Tuesday, August 5, 2014

Living Words

(This is a modified version of a post I wrote a few years ago.)

A sacrament is a material object or action that God has chosen, in his complete freedom, to use as a conduit for his grace. The Christian movement has revolved around sacraments from its start. The Catholic and Orthodox traditions teach 7 sacraments -- baptism, confirmation (called "chrismation" in Orthodox churches), communion, holy orders, penance, anointing of the sick, and marriage. Meanwhile, most Protestants only observe the two specifically set up by Jesus of Nazareth, baptism and communion. Down through the ages innumerable followers of Jesus have attested to the mystical power resident in these simple things.

But you may have another sacrament sitting on your bookshelf. The Bible has always worked like a sacrament in the Community of Jesus -- a physical book that God uses to convey his free, unearned, transforming power and kindness to his wayward children.

Instruction Book?

Here in the western world there is a tendency, based on thinking that goes back to the Enlightenment, to see the universe mechanically. We assume that everything operates like an impersonal machine and if we can just understand the mechanism we can make it work. All we need is an instruction book.

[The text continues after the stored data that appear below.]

//! Table layout and additive schema evolution.
//!
//! Older stores predate some columns. On every open the physical column set is read back
//! with `PRAGMA table_info` and each missing column is added as nullable, then backfilled
//! from data already in the row where it can be derived. Running this twice is a no-op.

use rusqlite::{functions::FunctionFlags, Connection};

use super::*;

/// Layout used when the table does not exist yet.
const CREATE_PAPERS: &str = "
  CREATE TABLE IF NOT EXISTS papers (
    url                  TEXT PRIMARY KEY,
    id                   TEXT NOT NULL,
    pdf                  TEXT NOT NULL,
    authors              TEXT NOT NULL,
    title                TEXT NOT NULL,
    title_translated     TEXT,
    abstract             TEXT NOT NULL,
    abstract_translated  TEXT,
    summary              TEXT NOT NULL,
    comments             TEXT,
    categories           TEXT NOT NULL,
    first_submitted_date DATE NOT NULL,
    first_announced_date DATE NOT NULL,
    update_time          DATETIME NOT NULL,
    ai_content           TEXT
  );
  CREATE INDEX IF NOT EXISTS papers_announced_idx ON papers (first_announced_date);
";

/// A column introduced after the first table layout.
struct ColumnMigration {
  /// Column name
  name:     &'static str,
  /// Declared SQL type
  sql_type: &'static str,
  /// Statement filling the new column from existing data, if it can be derived
  backfill: Option<&'static str>,
}

/// Columns added over time, in the order they are applied.
const MIGRATIONS: &[ColumnMigration] = &[
  ColumnMigration {
    name:     "id",
    sql_type: "TEXT",
    backfill: Some("UPDATE papers SET id = url_tail(url) WHERE id IS NULL"),
  },
  ColumnMigration {
    name:     "pdf",
    sql_type: "TEXT",
    backfill: Some("UPDATE papers SET pdf = REPLACE(url, '/abs/', '/pdf/') WHERE pdf IS NULL"),
  },
  ColumnMigration { name: "title_translated", sql_type: "TEXT", backfill: None },
  ColumnMigration { name: "abstract_translated", sql_type: "TEXT", backfill: None },
  ColumnMigration { name: "ai_content", sql_type: "TEXT", backfill: None },
  ColumnMigration {
    name:     "summary",
    sql_type: "TEXT",
    backfill: Some("UPDATE papers SET summary = abstract WHERE summary IS NULL"),
  },
];

/// One physical column of the `papers` table.
#[derive(Debug, Clone, PartialEq, Eq)]
pub struct ColumnInfo {
  /// Column name
  pub name:     String,
  /// Declared type, empty when none was declared
  pub sql_type: String,
  /// Whether the column carries a `NOT NULL` constraint
  pub not_null: bool,
}

/// Reads the physical column set of the `papers` table.
pub(crate) fn columns(conn: &Connection) -> rusqlite::Result<Vec<ColumnInfo>> {
  let mut stmt = conn.prepare("PRAGMA table_info(papers)")?;
  let columns = stmt
    .query_map([], |row| {
      Ok(ColumnInfo {
        name:     row.get("name")?,
        sql_type: row.get("type")?,
        not_null: row.get::<_, i64>("notnull")? != 0,
      })
    })?
    .collect();
  columns
}

/// Registers `url_tail(url)`, the SQL twin of [`paper::arxiv_id`].
fn register_functions(conn: &Connection) -> rusqlite::Result<()> {
  conn.create_scalar_function(
    "url_tail",
    1,
    FunctionFlags::SQLITE_UTF8 | FunctionFlags::SQLITE_DETERMINISTIC,
    |ctx| {
      let url = ctx.get::<String>(0)?;
      Ok(paper::arxiv_id(&url).to_owned())
    },
  )
}

/// Creates the table if needed and applies every missing column migration.
///
/// Returns the names of the columns that were added.
pub(crate) fn migrate(conn: &mut Connection) -> rusqlite::Result<Vec<String>> {
  register_functions(conn)?;

  let tx = conn.transaction()?;
  tx.execute_batch(CREATE_PAPERS)?;

  let existing: BTreeSet<String> = columns(&tx)?.into_iter().map(|column| column.name).collect();
  let mut added = Vec::new();
  for migration in MIGRATIONS.iter().filter(|migration| !existing.contains(migration.name)) {
    tx.execute_batch(&format!(
      "ALTER TABLE papers ADD COLUMN {} {}",
      migration.name, migration.sql_type
    ))?;
    if let Some(backfill) = migration.backfill {
      let rows = tx.execute(backfill, [])?;
      trace!("Backfilled {rows} rows of column {}", migration.name);
    }
    added.push(migration.name.to_owned());
  }

  tx.commit()?;
  Ok(added)
}
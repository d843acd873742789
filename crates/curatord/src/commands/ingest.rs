//! Module for storing raw paper records

use curator::ingest::{self, JsonlSource};

use super::*;

#[derive(Args, Clone)]
pub struct IngestOptions {
  /// Newline-delimited JSON file of raw records, newest first
  pub file: PathBuf,
}

/// Function for the [`Commands::Ingest`] in the CLI.
pub async fn ingest<I: UserInteraction>(
  interaction: &I,
  config: Config,
  options: IngestOptions,
) -> Result<()> {
  let mut db = open_database(&config).await?;
  let mut source = JsonlSource::new(&options.file);
  let report = ingest::ingest(&mut db, &mut source).await?;

  if report.new == 0 {
    interaction.reply(ResponseContent::Info(&format!(
      "No new papers in {}, refreshed {} stored rows",
      options.file.display(),
      report.stored
    )))?;
  }
  interaction.reply(ResponseContent::Success(&format!(
    "Stored {} papers ({} new) in {}",
    report.stored,
    report.new,
    config.database_path.display()
  )))
}
//! Concurrent LLM enrichment of exported records.
//!
//! The [`Enricher`] attaches an [`AiContent`] payload to every [`JsonlRecord`] it is given.
//! Each record moves from pending to in flight and ends either enriched or degraded:
//!
//! - Records are de-duplicated by `id`, the first occurrence wins.
//! - A bounded pool of workers invokes the [`LanguageModel`] with a prompt built from the
//!   title and abstract. Results land in slots indexed by input position, so output order
//!   equals input order whatever the completion order.
//! - Text answers go through [`extract_json`]. Whatever could be parsed is merged over
//!   [`AiContent::defaults`], so all five fields are always populated.
//! - [`Provider::Local`] retries "model not loaded" failures up to three attempts, waiting
//!   `attempt * 2` seconds in between. Every other failure degrades the record at once.
//! - After the batch, every record with an abstract link has its AI content written back
//!   to the store.
//!
//! ```no_run
//! use std::sync::Arc;
//!
//! use curator::{
//!   database::Database,
//!   enrich::{Enricher, Provider},
//!   llm::ChatClient,
//! };
//!
//! # async fn example(records: Vec<curator::export::JsonlRecord>) -> Result<(), Box<dyn std::error::Error>> {
//! let mut db = Database::open("papers.db").await?;
//! let client = ChatClient::new("http://127.0.0.1:1234/v1")?;
//! let enricher = Enricher::new(Arc::new(client), Provider::Local, "qwen2.5-7b-instruct")
//!   .with_language("English")
//!   .with_workers(4);
//! let report = enricher.run(records, &mut db).await;
//! println!("{} enriched, {} degraded", report.enriched, report.degraded);
//! # Ok(())
//! # }
//! ```

use std::time::Duration as StdDuration;

use tokio::{sync::Semaphore, task::JoinSet};

use crate::{database::UpdateAiContent, export::JsonlRecord, llm::Message};

use super::*;

mod extract;
mod prompt;

pub use self::{
  extract::{extract_json, salvage_payload, FUNCTION_ARGS_PREFIX, FUNCTION_ARGS_SUFFIX},
  prompt::{structure_schema, STRUCTURE_FUNCTION},
};

/// Attempts made against a local provider before a record is degraded.
pub const LOCAL_MAX_ATTEMPTS: u32 = 3;

/// Error fragments by which a local server reports that no model is loaded.
pub const MODEL_NOT_LOADED_MARKERS: [&str; 4] =
  ["no models loaded", "please load a model", "lms load", "model is not loaded"];

/// Default generation language.
pub const DEFAULT_LANGUAGE: &str = "Chinese";

/// Kind of model deployment the enricher talks to.
#[derive(Debug, Clone, Copy, PartialEq, Eq, Default, Serialize, Deserialize)]
#[serde(rename_all = "lowercase")]
pub enum Provider {
  /// A hosted API that supports function calling. One attempt per record.
  #[default]
  Official,
  /// A self-hosted server. Format instructions go into the system prompt, the model
  /// list is consulted before a run, and unloaded-model failures are retried.
  Local,
}

impl Provider {
  /// How answers are requested from this provider.
  pub fn response_format(self) -> ResponseFormat {
    match self {
      Self::Official => ResponseFormat::Structured,
      Self::Local => ResponseFormat::Text,
    }
  }

  /// Maximum invocations per record.
  pub fn max_attempts(self) -> u32 {
    match self {
      Self::Official => 1,
      Self::Local => LOCAL_MAX_ATTEMPTS,
    }
  }
}

impl FromStr for Provider {
  type Err = CuratorError;

  fn from_str(s: &str) -> Result<Self> {
    match s.trim().to_ascii_lowercase().as_str() {
      "official" => Ok(Self::Official),
      "local" => Ok(Self::Local),
      other => Err(CuratorError::Config(format!("Unknown provider: {other}"))),
    }
  }
}

impl Display for Provider {
  fn fmt(&self, f: &mut std::fmt::Formatter<'_>) -> std::fmt::Result {
    match self {
      Self::Official => write!(f, "official"),
      Self::Local => write!(f, "local"),
    }
  }
}

/// How the model is asked to shape its answer.
#[derive(Debug, Clone, Copy, PartialEq, Eq)]
pub enum ResponseFormat {
  /// Call the [`STRUCTURE_FUNCTION`] function with the payload as arguments
  Structured,
  /// Reply with text that contains the payload as JSON
  Text,
}

/// What a model invocation returned.
#[derive(Debug, Clone, PartialEq, Eq)]
pub enum ModelOutput {
  /// A payload already matching the five-field schema
  Structured(AiContent),
  /// Free text that still has to go through [`extract_json`]
  Text(String),
}

/// A generative model the enricher can call.
#[async_trait]
pub trait LanguageModel: Send + Sync {
  /// Sends one conversation to `model`.
  async fn invoke(
    &self,
    model: &str,
    messages: &[Message],
    format: ResponseFormat,
  ) -> Result<ModelOutput>;

  /// Identifiers of the models the server can serve.
  async fn list_models(&self) -> Result<Vec<String>>;
}

/// Final state of one record.
#[derive(Debug, Clone, Copy, PartialEq, Eq)]
pub enum Outcome {
  /// The model delivered all five fields
  Enriched,
  /// At least one field holds a placeholder
  Degraded,
}

/// Result of one enrichment batch.
#[derive(Debug, Clone, PartialEq, Eq)]
pub struct EnrichmentReport {
  /// De-duplicated records in input order, each carrying its AI content
  pub records:  Vec<JsonlRecord>,
  /// Records the model fully enriched
  pub enriched: usize,
  /// Records that fell back to placeholder values
  pub degraded: usize,
}

/// Runs enrichment batches against one model.
#[derive(Clone)]
pub struct Enricher {
  /// The model capability
  model:    Arc<dyn LanguageModel>,
  /// Deployment kind
  provider: Provider,
  /// Configured model name
  name:     String,
  /// Generation language
  language: String,
  /// Worker pool size
  workers:  usize,
}

impl Enricher {
  /// Creates an enricher with one worker, generating in [`DEFAULT_LANGUAGE`].
  pub fn new(model: Arc<dyn LanguageModel>, provider: Provider, name: impl Into<String>) -> Self {
    Self { model, provider, name: name.into(), language: DEFAULT_LANGUAGE.to_owned(), workers: 1 }
  }

  /// Sets the generation language.
  pub fn with_language(mut self, language: impl Into<String>) -> Self {
    self.language = language.into();
    self
  }

  /// Sets the worker pool size. Zero is treated as one.
  pub fn with_workers(mut self, workers: usize) -> Self {
    self.workers = workers.max(1);
    self
  }

  /// The generation language.
  pub fn language(&self) -> &str { &self.language }

  /// The deployment kind.
  pub fn provider(&self) -> Provider { self.provider }

  /// Enriches `records` and writes each payload back to the store.
  ///
  /// Nothing fails the batch: model failures become degraded records and write-back
  /// failures are logged per record.
  pub async fn run(&self, records: Vec<JsonlRecord>, db: &mut Database) -> EnrichmentReport {
    let mut records = dedupe(records);
    let worker = Arc::new(Self { name: self.resolve_model().await, ..self.clone() });
    info!(
      "Enriching {} records with {} ({}), {} workers",
      records.len(),
      worker.name,
      worker.provider,
      worker.workers
    );

    let semaphore = Arc::new(Semaphore::new(worker.workers));
    let mut set = JoinSet::new();
    for (idx, record) in records.iter().enumerate() {
      let worker = Arc::clone(&worker);
      let semaphore = Arc::clone(&semaphore);
      let record = record.clone();
      set.spawn(async move {
        let Ok(_permit) = semaphore.acquire_owned().await else {
          return (idx, None);
        };
        (idx, Some(worker.enrich_one(&record).await))
      });
    }

    let mut slots: Vec<Option<(AiContent, Outcome)>> = vec![None; records.len()];
    while let Some(joined) = set.join_next().await {
      match joined {
        Ok((idx, result)) => slots[idx] = result,
        Err(e) => warn!("Enrichment task failed: {e}"),
      }
    }

    let mut degraded = 0;
    for (record, slot) in records.iter_mut().zip(slots) {
      let (content, outcome) = slot.unwrap_or_else(|| {
        warn!("No result for {}, marking it as failed", record.id);
        (AiContent::processing_failed(), Outcome::Degraded)
      });
      if outcome == Outcome::Degraded {
        degraded += 1;
      }
      record.ai = Some(content);
    }

    for record in records.iter().filter(|record| !record.abs.is_empty()) {
      let Some(content) = record.ai.clone() else { continue };
      match UpdateAiContent::new(&record.abs, content).execute(db).await {
        Ok(true) => trace!("Stored AI content for {}", record.id),
        Ok(false) => debug!("{} is not in the store, skipping write-back", record.id),
        Err(e) => warn!("Failed to store AI content for {}: {e}", record.id),
      }
    }

    let enriched = records.len() - degraded;
    info!("Processed {} records: {enriched} enriched, {degraded} degraded", records.len());
    EnrichmentReport { records, enriched, degraded }
  }

  /// The model name to use, falling back to the first served model for local providers.
  async fn resolve_model(&self) -> String {
    if self.provider != Provider::Local {
      return self.name.clone();
    }
    match self.model.list_models().await {
      Ok(available) => match available.first() {
        Some(first) if !available.contains(&self.name) => {
          warn!("Configured model '{}' not found on local server, falling back to '{first}'", self.name);
          first.clone()
        },
        _ => self.name.clone(),
      },
      Err(e) => {
        warn!("Failed to query local model list: {e}");
        self.name.clone()
      },
    }
  }

  /// Processes one record into its payload, never failing.
  async fn enrich_one(&self, record: &JsonlRecord) -> (AiContent, Outcome) {
    let format = self.provider.response_format();
    let messages = prompt::messages(record, &self.language, format);

    match self.invoke_with_retry(&record.id, &messages, format).await {
      Ok(ModelOutput::Structured(content)) => (content, Outcome::Enriched),
      Ok(ModelOutput::Text(text)) => match extract_json(&text) {
        Some(partial) => {
          let outcome =
            if AiContent::is_complete(&partial) { Outcome::Enriched } else { Outcome::Degraded };
          (AiContent::from_partial(&partial), outcome)
        },
        None => {
          warn!("No JSON found in the answer for {}", record.id);
          (AiContent::defaults(), Outcome::Degraded)
        },
      },
      Err(CuratorError::MalformedOutput { message, raw }) => {
        let partial = salvage_payload(&raw).unwrap_or_default();
        warn!(
          "Using partial AI data for {}: {:?} ({message})",
          record.id,
          partial.keys().collect::<Vec<_>>()
        );
        (AiContent::from_partial(&partial), Outcome::Degraded)
      },
      Err(e) => {
        warn!("Unexpected error for {}: {e}", record.id);
        (AiContent::defaults(), Outcome::Degraded)
      },
    }
  }

  /// Invokes the model, retrying unloaded-model failures for local providers.
  async fn invoke_with_retry(
    &self,
    id: &str,
    messages: &[Message],
    format: ResponseFormat,
  ) -> Result<ModelOutput> {
    let max_attempts = self.provider.max_attempts();
    let mut attempt = 1;
    loop {
      match self.model.invoke(&self.name, messages, format).await {
        Err(e) if attempt < max_attempts && is_model_not_loaded(&e) => {
          let delay = backoff_delay(attempt);
          warn!(
            "Local model not loaded for {id}, retrying in {}s ({attempt}/{max_attempts})",
            delay.as_secs()
          );
          tokio::time::sleep(delay).await;
          attempt += 1;
        },
        result => return result,
      }
    }
  }
}

/// Wait before retry number `attempt`, counting from 1.
pub fn backoff_delay(attempt: u32) -> StdDuration { StdDuration::from_secs(u64::from(attempt) * 2) }

/// Whether an error reports that the local server has no model loaded.
pub fn is_model_not_loaded(error: &CuratorError) -> bool {
  let message = error.to_string().to_lowercase();
  MODEL_NOT_LOADED_MARKERS.iter().any(|marker| message.contains(marker))
}

/// Drops records whose `id` was already seen.
fn dedupe(records: Vec<JsonlRecord>) -> Vec<JsonlRecord> {
  let mut seen = BTreeSet::new();
  records.into_iter().filter(|record| seen.insert(record.id.clone())).collect()
}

It is popular, particularly in Western Protestantism, to think of the Bible as a kind of super instruction book. All we need to do is memorize the important dates and grasp the formulas, and we'll be able to make our religion "work." And of course, there definitely is quite a bit of wise advice and uplifting insight in Scripture. But the Bible does not purport to be just a wise and wonderful book; it purports to be revelation, a living entity through which the Holy Spirit of God speaks -- in the present tense. Just as Jesus of Nazareth was not just a wise and wonderful teacher but the unique revelation of the Living God.

Jesus taught that King David wrote his Psalms "by the Holy Spirit" (Gospel of Mark chapter 12, verses 35 - 37), and that Israel's holy books were filled with, "things written about himself in all the scriptures, starting with Moses and going through all the Prophets," (Gospel of Luke chapter 24, verses 27 and 44 - 47 ERV).

The early Christian movement believed "[Moses] received life-giving words (literally, "living words") from God to give to us", (Acts of the Apostles chapter 7, verse 38 ERV). For them -- and for us -- "God’s word is alive and working. It is sharper than the sharpest sword and cuts all the way into us. It cuts deep to the place where the soul and the spirit are joined. God’s word cuts to the center of our joints and our bones. It judges the thoughts and feelings in our hearts." (Letter to the Hebrews chapter 4, verse 12 ERV).

As the scholar J. N. D. Kelly wrote, "Whenever our Lord and His apostles quoted the Old Testament, it is plain that they regarded it as the word of God," (Kelly, Early Christian Doctrines, p. 60). It was the same with the Apostle's writings by the time the last one died, because the Jesus followers recognized that they carried the revelation that the Messiah had entrusted them with (p. 56).

Not a Normal Book

What I'm suggesting is that nice leather-bound book you have on your desk or in your car is not just a book: It is something that intelligent 21st century people get vaguely uncomfortable with, something that some scholars devote their lives to showing it is not.

It's supernatural.

When we crack our Bibles open we are exposing ourselves to the creative power of God's own being, as God wants us to experience it. Reading the Scriptures, as John Wesley used to say, is a "means of grace," a sacrament that connects us with God. And then anything can happen.

Modern people aren't supposed to think that way. We can explain all that miraculous stuff away with our current understandings, can't we? There's no need to go there, surely.

But as C. S. Lewis wrote, "Like it or not, you belong to a supernatural religion."